§ What you have to do
Every line of the listing that holds the word "fract" should be returned.

§ Records for the exercise
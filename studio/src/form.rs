//! The form model: fields, repeated blocks, reindexing and collection.

use crate::{
    rules::{Feedback, Rule, evaluate},
    settings::{StudioSettings, TestCase},
};
use protocol::types::LanguageConfig;

/// One text input with its declared rules and current feedback.
#[derive(Debug, Clone)]
pub struct Field {
    /// Submission name, e.g. `test_cases[0][name]`. Reindexing rewrites
    /// the index part so names stay contiguous and zero-based.
    pub name: String,
    pub value: String,
    rules: Vec<Rule>,
    pub feedback: Feedback,
}

impl Field {
    fn new(name: impl Into<String>, rules: &[Rule], value: impl Into<String>) -> Self {
        Self {
            name: name.into(),
            value: value.into(),
            rules: rules.to_vec(),
            feedback: Feedback::None,
        }
    }

    /// Re-evaluate this field, replacing any prior feedback.
    pub fn validate(&mut self) {
        self.feedback = evaluate(&self.rules, &self.value);
    }

    fn passes(&self) -> bool {
        !evaluate(&self.rules, &self.value).is_invalid()
    }
}

/// A repeated test-case sub-form.
#[derive(Debug, Clone)]
pub struct TestCaseBlock {
    pub id: String,
    pub name: Field,
    pub points: Field,
    pub timeout: Field,
    pub input: Field,
    pub expected_output: Field,
    pub is_public: bool,
}

impl TestCaseBlock {
    fn fields_mut(&mut self) -> [&mut Field; 5] {
        [
            &mut self.name,
            &mut self.points,
            &mut self.timeout,
            &mut self.input,
            &mut self.expected_output,
        ]
    }

    fn fields(&self) -> [&Field; 5] {
        [
            &self.name,
            &self.points,
            &self.timeout,
            &self.input,
            &self.expected_output,
        ]
    }

    fn reindex(&mut self, index: usize) {
        self.name.name = format!("test_cases[{index}][name]");
        self.points.name = format!("test_cases[{index}][points]");
        self.timeout.name = format!("test_cases[{index}][timeout]");
        self.input.name = format!("test_cases[{index}][input]");
        self.expected_output.name = format!("test_cases[{index}][expected_output]");
    }
}

/// A repeated language sub-form.
#[derive(Debug, Clone)]
pub struct LanguageBlock {
    pub id: String,
    pub key: Field,
    pub name: Field,
    pub engine_id: Field,
    pub extension: Field,
    pub template: Field,
}

impl LanguageBlock {
    fn fields_mut(&mut self) -> [&mut Field; 5] {
        [
            &mut self.key,
            &mut self.name,
            &mut self.engine_id,
            &mut self.extension,
            &mut self.template,
        ]
    }

    fn fields(&self) -> [&Field; 5] {
        [
            &self.key,
            &self.name,
            &self.engine_id,
            &self.extension,
            &self.template,
        ]
    }

    fn reindex(&mut self, index: usize) {
        self.key.name = format!("languages[{index}][key]");
        self.name.name = format!("languages[{index}][name]");
        self.engine_id.name = format!("languages[{index}][id]");
        self.extension.name = format!("languages[{index}][extension]");
        self.template.name = format!("languages[{index}][template]");
    }
}

/// The whole instructor form.
///
/// Validity is recomputed by full scan on demand, never incrementally
/// patched, so it can never go stale.
#[derive(Debug, Clone)]
pub struct StudioForm {
    pub display_name: Field,
    pub judge0_api_url: Field,
    pub judge0_api_key: Field,
    pub judge0_api_host: Field,
    pub max_score: Field,
    pub execution_time_limit: Field,
    pub memory_limit: Field,
    pub max_files: Field,
    pub test_cases: Vec<TestCaseBlock>,
    pub languages: Vec<LanguageBlock>,
}

impl StudioForm {
    pub fn from_settings(settings: &StudioSettings) -> Self {
        let mut form = Self {
            display_name: Field::new(
                "display_name",
                &[Rule::Required],
                &settings.display_name,
            ),
            judge0_api_url: Field::new(
                "judge0_api_url",
                &[Rule::Required, Rule::Url],
                &settings.judge0_api_url,
            ),
            judge0_api_key: Field::new("judge0_api_key", &[], &settings.judge0_api_key),
            judge0_api_host: Field::new(
                "judge0_api_host",
                &[Rule::Required],
                &settings.judge0_api_host,
            ),
            max_score: Field::new(
                "max_score",
                &[Rule::Required, Rule::Number],
                settings.max_score.to_string(),
            ),
            execution_time_limit: Field::new(
                "execution_time_limit",
                &[Rule::Required, Rule::Number],
                settings.execution_time_limit.to_string(),
            ),
            memory_limit: Field::new(
                "memory_limit",
                &[Rule::Required, Rule::Number],
                settings.memory_limit.to_string(),
            ),
            max_files: Field::new(
                "max_files",
                &[Rule::Required, Rule::Number],
                settings.max_files.to_string(),
            ),
            test_cases: settings.test_cases.iter().map(test_case_block).collect(),
            languages: settings.languages.iter().map(language_block).collect(),
        };
        form.reindex();
        form.revalidate();
        form
    }

    pub fn new() -> Self {
        Self::from_settings(&StudioSettings::default())
    }

    /// Append a test-case block with generated id and default values.
    /// Always succeeds.
    pub fn add_test_case(&mut self) {
        let id = format!("test_{}", self.test_cases.len() + 1);
        tracing::debug!(%id, "adding test case block");
        self.test_cases.push(test_case_block(&TestCase {
            id,
            name: String::new(),
            points: 10.0,
            timeout: 2.0,
            input: String::new(),
            expected_output: String::new(),
            is_public: true,
        }));
        self.reindex();
        self.revalidate();
    }

    /// Remove the test-case block at `index`, unless it is the last one.
    pub fn remove_test_case(&mut self, index: usize) -> Result<(), String> {
        if self.test_cases.len() <= 1 {
            return Err("At least one test case is required".to_owned());
        }
        if index >= self.test_cases.len() {
            return Err(format!("No test case at position {index}"));
        }
        tracing::debug!(index, "removing test case block");
        self.test_cases.remove(index);
        self.reindex();
        self.revalidate();
        Ok(())
    }

    /// Append a language block with generated id and blank fields.
    pub fn add_language(&mut self) {
        let id = format!("language_{}", self.languages.len() + 1);
        tracing::debug!(%id, "adding language block");
        self.languages.push(LanguageBlock {
            id,
            key: Field::new("", &[Rule::Required], ""),
            name: Field::new("", &[Rule::Required], ""),
            engine_id: Field::new("", &[Rule::Required, Rule::Number], ""),
            extension: Field::new("", &[Rule::Required], ""),
            template: Field::new("", &[], ""),
        });
        self.reindex();
        self.revalidate();
    }

    /// Remove the language block at `index`, unless it is the last one.
    pub fn remove_language(&mut self, index: usize) -> Result<(), String> {
        if self.languages.len() <= 1 {
            return Err("At least one language is required".to_owned());
        }
        if index >= self.languages.len() {
            return Err(format!("No language at position {index}"));
        }
        tracing::debug!(index, "removing language block");
        self.languages.remove(index);
        self.reindex();
        self.revalidate();
        Ok(())
    }

    /// Re-evaluate every field, replacing all prior feedback.
    pub fn revalidate(&mut self) {
        for field in self.scalar_fields_mut() {
            field.validate();
        }
        for block in &mut self.test_cases {
            for field in block.fields_mut() {
                field.validate();
            }
        }
        for block in &mut self.languages {
            for field in block.fields_mut() {
                field.validate();
            }
        }
    }

    /// Whether the form can be saved: every rule-carrying field passes
    /// and both repeated groups are non-empty. A pure full scan of
    /// current state.
    pub fn is_valid(&self) -> bool {
        let scalars_pass = self.scalar_fields().into_iter().all(Field::passes);
        let blocks_pass = self
            .test_cases
            .iter()
            .all(|b| b.fields().into_iter().all(Field::passes))
            && self
                .languages
                .iter()
                .all(|b| b.fields().into_iter().all(Field::passes));
        scalars_pass && blocks_pass && !self.test_cases.is_empty() && !self.languages.is_empty()
    }

    /// Assemble a settings document from a valid form. Re-checks the
    /// invariants the rule set cannot express (points >= 0, timeout > 0,
    /// integral engine id, max_files >= 1); violations are reported and
    /// marked on the offending fields.
    pub fn collect(&mut self) -> Result<StudioSettings, Vec<String>> {
        self.revalidate();
        let mut errors = Vec::new();

        for field in self.scalar_fields_mut() {
            if let Feedback::Invalid(message) = field.feedback.clone() {
                errors.push(format!("{}: {message}", field.name));
            }
        }
        for block in &mut self.test_cases {
            for field in block.fields_mut() {
                if let Feedback::Invalid(message) = field.feedback.clone() {
                    errors.push(format!("{}: {message}", field.name));
                }
            }
        }
        for block in &mut self.languages {
            for field in block.fields_mut() {
                if let Feedback::Invalid(message) = field.feedback.clone() {
                    errors.push(format!("{}: {message}", field.name));
                }
            }
        }
        if !errors.is_empty() {
            return Err(errors);
        }

        let mut invalid = |field: &mut Field, message: &str| {
            field.feedback = Feedback::Invalid(message.to_owned());
            errors.push(format!("{}: {message}", field.name));
        };

        let max_score = parse_number(&self.max_score.value);
        let execution_time_limit = parse_number(&self.execution_time_limit.value);
        let memory_limit = parse_number(&self.memory_limit.value);
        let max_files = parse_number(&self.max_files.value);
        if max_files.fract() != 0.0 || max_files < 1.0 {
            invalid(&mut self.max_files, "Must be a whole number of at least 1");
        }
        if execution_time_limit <= 0.0 {
            invalid(&mut self.execution_time_limit, "Must be greater than zero");
        }

        let mut test_cases = Vec::with_capacity(self.test_cases.len());
        for block in &mut self.test_cases {
            let points = parse_number(&block.points.value);
            if points < 0.0 {
                invalid(&mut block.points, "Points cannot be negative");
            }
            let timeout = parse_number(&block.timeout.value);
            if timeout <= 0.0 {
                invalid(&mut block.timeout, "Timeout must be greater than zero");
            }
            test_cases.push(TestCase {
                id: block.id.clone(),
                name: block.name.value.trim().to_owned(),
                points,
                timeout,
                input: block.input.value.clone(),
                expected_output: block.expected_output.value.clone(),
                is_public: block.is_public,
            });
        }

        let mut languages = Vec::with_capacity(self.languages.len());
        for block in &mut self.languages {
            let engine_id = parse_number(&block.engine_id.value);
            if engine_id.fract() != 0.0 {
                invalid(&mut block.engine_id, "Engine id must be a whole number");
            }
            languages.push(LanguageConfig {
                key: block.key.value.trim().to_owned(),
                name: block.name.value.trim().to_owned(),
                id: engine_id as i64,
                extension: block.extension.value.trim().to_owned(),
                template: block.template.value.clone(),
            });
        }

        if !errors.is_empty() {
            return Err(errors);
        }

        Ok(StudioSettings {
            display_name: self.display_name.value.trim().to_owned(),
            judge0_api_url: self.judge0_api_url.value.trim().to_owned(),
            judge0_api_key: self.judge0_api_key.value.clone(),
            judge0_api_host: self.judge0_api_host.value.trim().to_owned(),
            max_score,
            execution_time_limit,
            memory_limit: memory_limit as i64,
            max_files: max_files as u32,
            test_cases,
            languages,
        })
    }

    fn reindex(&mut self) {
        for (index, block) in self.test_cases.iter_mut().enumerate() {
            block.reindex(index);
        }
        for (index, block) in self.languages.iter_mut().enumerate() {
            block.reindex(index);
        }
    }

    fn scalar_fields(&self) -> [&Field; 8] {
        [
            &self.display_name,
            &self.judge0_api_url,
            &self.judge0_api_key,
            &self.judge0_api_host,
            &self.max_score,
            &self.execution_time_limit,
            &self.memory_limit,
            &self.max_files,
        ]
    }

    fn scalar_fields_mut(&mut self) -> [&mut Field; 8] {
        [
            &mut self.display_name,
            &mut self.judge0_api_url,
            &mut self.judge0_api_key,
            &mut self.judge0_api_host,
            &mut self.max_score,
            &mut self.execution_time_limit,
            &mut self.memory_limit,
            &mut self.max_files,
        ]
    }
}

impl Default for StudioForm {
    fn default() -> Self {
        Self::new()
    }
}

fn parse_number(value: &str) -> f64 {
    value.trim().parse().unwrap_or_default()
}

fn test_case_block(case: &TestCase) -> TestCaseBlock {
    TestCaseBlock {
        id: case.id.clone(),
        name: Field::new("", &[Rule::Required], &case.name),
        points: Field::new("", &[Rule::Required, Rule::Number], case.points.to_string()),
        timeout: Field::new(
            "",
            &[Rule::Required, Rule::Number],
            case.timeout.to_string(),
        ),
        input: Field::new("", &[], &case.input),
        expected_output: Field::new("", &[], &case.expected_output),
        is_public: case.is_public,
    }
}

fn language_block(language: &LanguageConfig) -> LanguageBlock {
    LanguageBlock {
        id: format!("language_{}", language.key),
        key: Field::new("", &[Rule::Required], &language.key),
        name: Field::new("", &[Rule::Required], &language.name),
        engine_id: Field::new(
            "",
            &[Rule::Required, Rule::Number],
            language.id.to_string(),
        ),
        extension: Field::new("", &[Rule::Required], &language.extension),
        template: Field::new("", &[], &language.template),
    }
}
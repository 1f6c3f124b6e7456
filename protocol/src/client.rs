//! Handler invocation: the [`HandlerClient`] seam and its HTTP implementation.
use std::time::Duration;

use serde::{Serialize, de::DeserializeOwned};

use crate::{
    error::CallError,
    requests::{DeleteFile, RenameFile, RunCode, SaveFile, SubmitSolution},
    responses::{MutationResponse, RunResponse, SaveFileResponse, SubmitResponse},
};

/// One method per service handler. The workspace talks to this trait so
/// tests can substitute [`crate::testing::MockClient`].
#[async_trait::async_trait]
pub trait HandlerClient: Send + Sync {
    async fn save_file(&self, request: SaveFile) -> Result<SaveFileResponse, CallError>;
    async fn delete_file(&self, request: DeleteFile) -> Result<MutationResponse, CallError>;
    async fn rename_file(&self, request: RenameFile) -> Result<MutationResponse, CallError>;
    async fn run_code(&self, request: RunCode) -> Result<RunResponse, CallError>;
    async fn submit_solution(&self, request: SubmitSolution) -> Result<SubmitResponse, CallError>;
}

/// reqwest-backed client that POSTs JSON to `{handler_base}/{handler}`.
#[derive(Debug, Clone)]
pub struct HttpClient {
    http: reqwest::Client,
    base: String,
}

impl HttpClient {
    pub fn new(handler_base: impl Into<String>) -> Self {
        Self::with_timeout(handler_base, Duration::from_secs(30))
    }

    pub fn with_timeout(handler_base: impl Into<String>, timeout: Duration) -> Self {
        let http = reqwest::Client::builder()
            .timeout(timeout)
            .build()
            .unwrap_or_else(|_| reqwest::Client::new());
        Self {
            http,
            base: handler_base.into(),
        }
    }

    fn url_for(&self, handler: &'static str) -> String {
        format!("{}/{}", self.base.trim_end_matches('/'), handler)
    }

    async fn post<Req, Resp>(&self, handler: &'static str, request: &Req) -> Result<Resp, CallError>
    where
        Req: Serialize + Sync,
        Resp: DeserializeOwned,
    {
        let url = self.url_for(handler);
        tracing::debug!(%url, "calling handler");
        let response = self
            .http
            .post(&url)
            .json(request)
            .send()
            .await
            .map_err(|source| CallError::Transport { handler, source })?;

        let status = response.status();
        if !status.is_success() {
            return Err(CallError::Status { handler, status });
        }

        response
            .json()
            .await
            .map_err(|source| CallError::Decode { handler, source })
    }
}

#[async_trait::async_trait]
impl HandlerClient for HttpClient {
    async fn save_file(&self, request: SaveFile) -> Result<SaveFileResponse, CallError> {
        self.post(SaveFile::HANDLER, &request).await
    }

    async fn delete_file(&self, request: DeleteFile) -> Result<MutationResponse, CallError> {
        self.post(DeleteFile::HANDLER, &request).await
    }

    async fn rename_file(&self, request: RenameFile) -> Result<MutationResponse, CallError> {
        self.post(RenameFile::HANDLER, &request).await
    }

    async fn run_code(&self, request: RunCode) -> Result<RunResponse, CallError> {
        self.post(RunCode::HANDLER, &request).await
    }

    async fn submit_solution(&self, request: SubmitSolution) -> Result<SubmitResponse, CallError> {
        self.post(SubmitSolution::HANDLER, &request).await
    }
}

#[cfg(test)]
mod tests {
    use super::*;

    #[test]
    fn handler_urls_join_cleanly() {
        let client = HttpClient::new("http://localhost:8000/handler/");
        assert_eq!(
            client.url_for(SaveFile::HANDLER),
            "http://localhost:8000/handler/save_file"
        );

        let client = HttpClient::new("http://localhost:8000/handler");
        assert_eq!(
            client.url_for(RunCode::HANDLER),
            "http://localhost:8000/handler/run_code"
        );
    }

    #[test]
    fn request_bodies_use_wire_names() {
        let body = serde_json::to_value(RenameFile {
            old_filename: "main.py".to_owned(),
            new_filename: "solution.py".to_owned(),
        })
        .unwrap();
        assert_eq!(body["old_filename"], "main.py");
        assert_eq!(body["new_filename"], "solution.py");

        let body = serde_json::to_value(SubmitSolution {
            main_file: "main.py".to_owned(),
        })
        .unwrap();
        assert_eq!(body["main_file"], "main.py");
    }
}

§ Task solution
        if max_files.fract() != 0.0 || max_files < 1.0 {
            if engine_id.fract() != 0.0 {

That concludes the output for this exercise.